It’s always been the case that the more you look behind the scenes of literary prizes the more arbitrary (and silly, frankly) the whole enterprise seems. If we’re being honest, the point isn’t to pick the ONE TRUE best novel (that’s not how art works) but rather to remind the broader public that novels exist, that they should be celebrated, and, while we’re at it, purchased in hardcover for $29.99.

Link to the rest at Lit Hub

PG suspects there are many different and more effective ways for selecting the Booker prizes than by inviting a group of traditional publishing insiders to read (or not read) the candidates and then vote according to the best interests of their publisher.

PG is not suggesting that such behavior would ever occur in the hallowed and dusty halls of major publishing.

2 thoughts on “Booker judge admits it’s nearly impossible to read ALL the books.”

  1. An insight came to me last night when I was talking over zoom with some people that I know that people buy books because they are perceived as having value, rather than reading books for entertainment.

    The point being that I noted a lot of my friends were not reading much, whereas I’ve lost count of the number of books I’ve read this year (sort of lost count, north of 32 off the top of my head, the total is more), and for clarification these friends are avid SF&F fans.

    Also, old like me, but while we share the years they no longer find enjoyment in the genre.

  2. They do seem to often select the debut novel of an interesting and colorful writer.

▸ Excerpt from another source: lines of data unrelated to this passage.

// Plain-text rendering for the CLI
//
// Tables and detail blocks mirroring what the dashboard shows.

use chrono::{DateTime, Utc};
use serde_json::Value;

use crate::client::ViewState;
use crate::registry::ExperimentRecord;

/// Shown in place of an empty table
pub const EMPTY_LIST: &str = "No experiments found. Create your first experiment!";

const HEADERS: [&str; 6] = ["NAME", "NAMESPACE", "TYPE", "STATUS", "START TIME", "END TIME"];

fn timestamp(value: Option<DateTime<Utc>>, missing: &str) -> String {
    value
        .map(|ts| ts.format("%Y-%m-%d %H:%M:%S UTC").to_string())
        .unwrap_or_else(|| missing.to_string())
}

fn or_dash(value: Option<&str>) -> &str {
    value.unwrap_or("-")
}

/// Strings print bare, anything else as compact JSON
fn plain(value: &Value) -> String {
    match value {
        Value::String(text) => text.clone(),
        other => other.to_string(),
    }
}

/// Render records as an aligned table
#[must_use]
pub fn list_table(records: &[ExperimentRecord]) -> String {
    if records.is_empty() {
        return EMPTY_LIST.to_string();
    }

    let rows: Vec<[String; 6]> = records
        .iter()
        .map(|record| {
            [
                or_dash(record.name()).to_string(),
                or_dash(record.namespace()).to_string(),
                or_dash(record.definition.experiment_type()).to_string(),
                record.status.to_string(),
                timestamp(record.start_time, "-"),
                timestamp(record.end_time, "-"),
            ]
        })
        .collect();

    let mut widths = HEADERS.map(str::len);
    for row in &rows {
        for (width, cell) in widths.iter_mut().zip(row.iter()) {
            *width = (*width).max(cell.len());
        }
    }

    let mut out = String::new();
    let header: Vec<String> = HEADERS.iter().map(|h| h.to_string()).collect();
    for line in std::iter::once(header.as_slice()).chain(rows.iter().map(|row| row.as_slice())) {
        let cells: Vec<String> = line
            .iter()
            .zip(widths.iter())
            .map(|(cell, width)| format!("{:<width$}", cell, width = *width))
            .collect();
        out.push_str(cells.join("  ").trim_end());
        out.push('\n');
    }
    out
}

/// Render one record as a labelled block
#[must_use]
pub fn detail(record: &ExperimentRecord) -> String {
    let definition = &record.definition;
    let parameters = match definition.parameters() {
        Some(parameters) if !parameters.is_empty() => parameters
            .iter()
            .map(|(key, value)| format!("{}={}", key, plain(value)))
            .collect::<Vec<_>>()
            .join(", "),
        _ => "-".to_string(),
    };
    let message = if record.message.is_empty() {
        "No message"
    } else {
        record.message.as_str()
    };

    let lines = [
        format!("Experiment: {}", or_dash(record.name())),
        format!("Namespace:  {}", or_dash(record.namespace())),
        format!("Type:       {}", or_dash(definition.experiment_type())),
        format!("Status:     {}", record.status),
        format!(
            "Target:     {} {}",
            or_dash(definition.target_kind()),
            or_dash(definition.target_name())
        ),
        format!(
            "Duration:   {}",
            definition.get("duration").map_or_else(|| "-".to_string(), plain)
        ),
        format!("Parameters: {}", parameters),
        format!("Started:    {}", timestamp(record.start_time, "Not started")),
        format!("Completed:  {}", timestamp(record.end_time, "Not completed")),
        format!("Message:    {}", message),
    ];
    let mut out = lines.join("\n");
    out.push('\n');
    out
}

/// Render a polled list, error banner first
#[must_use]
pub fn list_view(state: &ViewState<Vec<ExperimentRecord>>) -> String {
    let body = match &state.data {
        Some(records) => list_table(records),
        None if state.error.is_some() => String::new(),
        None => "Loading...\n".to_string(),
    };
    with_banner(state.error.as_deref(), body)
}

/// Render a polled detail view, error banner first
#[must_use]
pub fn detail_view(state: &ViewState<ExperimentRecord>) -> String {
    let body = match &state.data {
        Some(record) => detail(record),
        None if state.error.is_some() => String::new(),
        None => "Loading...\n".to_string(),
    };
    with_banner(state.error.as_deref(), body)
}

fn with_banner(error: Option<&str>, body: String) -> String {
    match error {
        Some(message) => format!("error: {}\n{}", message, body),
        None => body,
    }
}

And then talk that up – some of the descriptions of experimental styles make the books sound like a horrible slog (entirely in CAPITALS, composed of a LINKED SERIES OF HAIKU, epistolary but in TWEETS…), so the reader who finds the book dense and unreadable believes it is themself who has the problem.

    Why anyone would buy and READ something they know has been ghostwritten for a celebrity who wants to add ‘author’ to their resume, and then praise the celebrity for ‘writing’…?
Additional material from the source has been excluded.